These maleic acid modified thermoplastic polymers (C) are effective as the hardening agents for the epoxy compounds of the present invention. However, in some instances, maleinated polyethylene, maleinated polypropylene, maleinated ethylene-vinyl acetate copolymer and the petroleum resins produced from maleic acid modified petroleum fractions may not have desirable thermal stability at high temperature, and the petroleum resins produced from maleic acid modified petroleum fractions may also be low in terms of impact resistance at low temperatures. Moreover, the mixing properties of maleinated polyethylene with asphalt may also be difficult.

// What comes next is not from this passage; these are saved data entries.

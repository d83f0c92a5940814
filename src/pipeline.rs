use std::sync::Arc;

use serde::Serialize;
use tokio::sync::Mutex as AsyncMutex;
use tracing::{error, info, warn};

use crate::errors::{AppError, AppResult, RecordError, StoreError};
use crate::geocode::Geocoder;
use crate::lease::{owner_token, LeaseGrant, RunLock};
use crate::model::{Page, PageRequest, RawRecord};
use crate::store::{RawRecordStore, RestaurantStore};
use crate::transform::{normalize_record, TransformOptions};

pub use crate::transform::LocationPolicy;

#[derive(Debug, Clone, Default, PartialEq, Eq, Serialize)]
pub struct RunSummary {
    pub pages: usize,
    pub fetched: usize,
    pub persisted: usize,
    pub skipped_location: usize,
    pub failed: usize,
    /// Records written whose raw row disappeared before the flag was cleared.
    pub vanished: usize,
}

enum RecordOutcome {
    Persisted,
    Vanished,
    Skipped(RecordError),
}

pub struct Pipeline {
    raw: Arc<dyn RawRecordStore>,
    restaurants: Arc<dyn RestaurantStore>,
    geocoder: Arc<dyn Geocoder>,
    lock: Arc<dyn RunLock>,
    options: TransformOptions,
    guard: AsyncMutex<()>,
}

impl Pipeline {
    pub fn new(
        raw: Arc<dyn RawRecordStore>,
        restaurants: Arc<dyn RestaurantStore>,
        geocoder: Arc<dyn Geocoder>,
        lock: Arc<dyn RunLock>,
        options: TransformOptions,
    ) -> Self {
        Self {
            raw,
            restaurants,
            geocoder,
            lock,
            options,
            guard: AsyncMutex::new(()),
        }
    }

    pub fn options(&self) -> &TransformOptions {
        &self.options
    }

    /// Normalizes every dirty raw record, one page at a time, while holding
    /// the run lease. Store failures abort the run; record failures do not.
    pub async fn run(&self, page_size: usize) -> AppResult<RunSummary> {
        if page_size == 0 {
            return Err(AppError::Config("page size must be positive".into()));
        }
        if i64::try_from(page_size).is_err() {
            return Err(AppError::Config(format!("page size {page_size} is too large")));
        }
        let Ok(_local) = self.guard.try_lock() else {
            return Err(AppError::AlreadyRunning {
                owner: "this process".into(),
            });
        };

        let owner = owner_token();
        let Some(grant) = self.lock.acquire(&owner).await? else {
            let holder = self
                .lock
                .holder()
                .await?
                .unwrap_or_else(|| "unknown owner".into());
            return Err(AppError::AlreadyRunning { owner: holder });
        };

        info!(
            target: "pipeline",
            page_size,
            policy = self.options.location_policy.as_str(),
            strict = self.options.strict_fields,
            "normalization run started"
        );
        let outcome = self.drive(&grant, page_size).await;
        let released = self.lock.release(grant).await;

        match outcome {
            Ok(summary) => {
                released?;
                info!(target: "pipeline", ?summary, "normalization run finished");
                Ok(summary)
            }
            Err(err) => {
                if let Err(release_err) = released {
                    warn!(target: "pipeline", error = %release_err, "failed to release run lease");
                }
                error!(target: "pipeline", error = %err, "normalization run aborted");
                Err(err)
            }
        }
    }

    async fn drive(&self, grant: &LeaseGrant, page_size: usize) -> AppResult<RunSummary> {
        let mut summary = RunSummary::default();
        let mut request = PageRequest::first(page_size);

        loop {
            let page = self.raw.fetch_dirty_page(&request).await?;
            summary.pages += 1;
            if page.is_empty() {
                break;
            }
            info!(
                target: "pipeline",
                page = page.index,
                records = page.items.len(),
                "processing dirty page"
            );
            self.process_page(&page, &mut summary).await?;

            if !self.lock.renew(grant).await? {
                return Err(AppError::LeaseLost(grant.name.clone()));
            }
            request = request.next(&page);
        }

        Ok(summary)
    }

    async fn process_page(
        &self,
        page: &Page<RawRecord>,
        summary: &mut RunSummary,
    ) -> AppResult<()> {
        for record in page.items.iter().filter(|record| record.dirty) {
            summary.fetched += 1;
            match self.process_record(record).await? {
                RecordOutcome::Persisted => summary.persisted += 1,
                RecordOutcome::Vanished => {
                    summary.persisted += 1;
                    summary.vanished += 1;
                }
                RecordOutcome::Skipped(RecordError::InvalidLocation(reason)) => {
                    warn!(
                        target: "pipeline",
                        record_id = %record.id,
                        %reason,
                        "skipping record without a valid location"
                    );
                    summary.skipped_location += 1;
                }
                RecordOutcome::Skipped(err) => {
                    warn!(
                        target: "pipeline",
                        record_id = %record.id,
                        error = %err,
                        "failed to normalize raw record"
                    );
                    summary.failed += 1;
                }
            }
        }
        Ok(())
    }

    async fn process_record(&self, record: &RawRecord) -> AppResult<RecordOutcome> {
        let restaurant = match normalize_record(record, &self.options, self.geocoder.as_ref()) {
            Ok(restaurant) => restaurant,
            Err(err) => return Ok(RecordOutcome::Skipped(err)),
        };

        self.restaurants.upsert(&restaurant).await?;
        match self.raw.clear_dirty(&record.id).await {
            Ok(()) => Ok(RecordOutcome::Persisted),
            Err(StoreError::NotFound(id)) => {
                warn!(
                    target: "pipeline",
                    record_id = %id,
                    "raw record vanished before its dirty flag was cleared"
                );
                Ok(RecordOutcome::Vanished)
            }
            Err(err) => Err(err.into()),
        }
    }
}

The maleic acid modified thermoplastic polymers (C) of the present invention are most desirably such that the maleic acid modified thermoplastic polymer comprises (iv) a polymer of melting point from 80 to 105° C. where an ethylene-ethyl acrylate copolymer has been modified with maleic acid and the proportion of said polymer with respect to the asphalt-epoxy resin composition is from 0.1 to 18 wt %, and (v) a maleic acid modified styrene-ethylene-butylene-styrene block copolymer (SEBS) and the proportion of said polymer with respect to the asphalt-epoxy resin composition is from 2 to 6 wt %, and wherein the total amount of (iv)+(v) is from 6 to 20 wt %.

If the melting point of the maleic acid modified ethylene-ethyl acrylate copolymer (iv) in this maleic acid modified thermoplastic polymer is less than 80° C. then void collapse and wheel rutting may be liable to occur. Conversely, if the melting point exceeds 105° C. then separation may occur on storing the asphalt composition which contains asphalt and the maleic acid modified ethylene-ethyl acrylate copolymer and, not only may it be difficult to ensure the strength of the pavement itself, but transportation and on-site operability may also become difficult. If there is less than 0.1 wt % of maleic acid modified ethylene-ethyl acrylate copolymer then the strength performance of the asphalt-epoxy resin composition may decline. Conversely, if it exceeds 18 wt % then the viscosity is increased and this may make the on-site operability poor.

Moreover, when a maleic acid modified styrene-ethylene-butylene-styrene block copolymer (SEBS) is included in the maleic acid modified thermoplastic polymer, the proportion of maleic acid modified SEBS in the asphalt-epoxy resin composition is most desirably from 2 to 6 wt %. If the maleic acid modified SEBS content exceeds 6 wt % then the rise in viscosity due to reaction may be accelerated, the usable time from producing the combined material to on-site laying cannot be ensured and the on-site operability may become poor. Conversely, if it is less than 2 wt % then reaction may become difficult and there may be a decline in the strength performance of the asphalt-epoxy resin composition. In terms of the properties of the maleic acid modified SEBS, the MFR indicated in JIS K 7210 is preferably from 3 to 6 g/10 minutes, and the acid value is preferably from 5 to 15 mg CH₃ONa/g. Moreover, the styrene in the styrene/ethylene-butylene ratio is preferably from 25 to 35 wt %. If the MFR is less than 3 g/10 minutes then the on-site operability may become poor as a result of the rise in viscosity, and if it exceeds 6 g/10 minutes then there may be a decline in the strength performance of the asphalt-epoxy resin mixture. If the acid value of the maleic acid modified SEBS is less than 5 mg CH₃ONa/g then the reactivity may be low and the final strength of the epoxy resin mixture may be reduced. Conversely, if it exceeds 15 mg CH₃ONa/g then the reactivity may be high, the rise in viscosity is accelerated and it may become difficult to ensure the usable time, and the on-site operability may become poor.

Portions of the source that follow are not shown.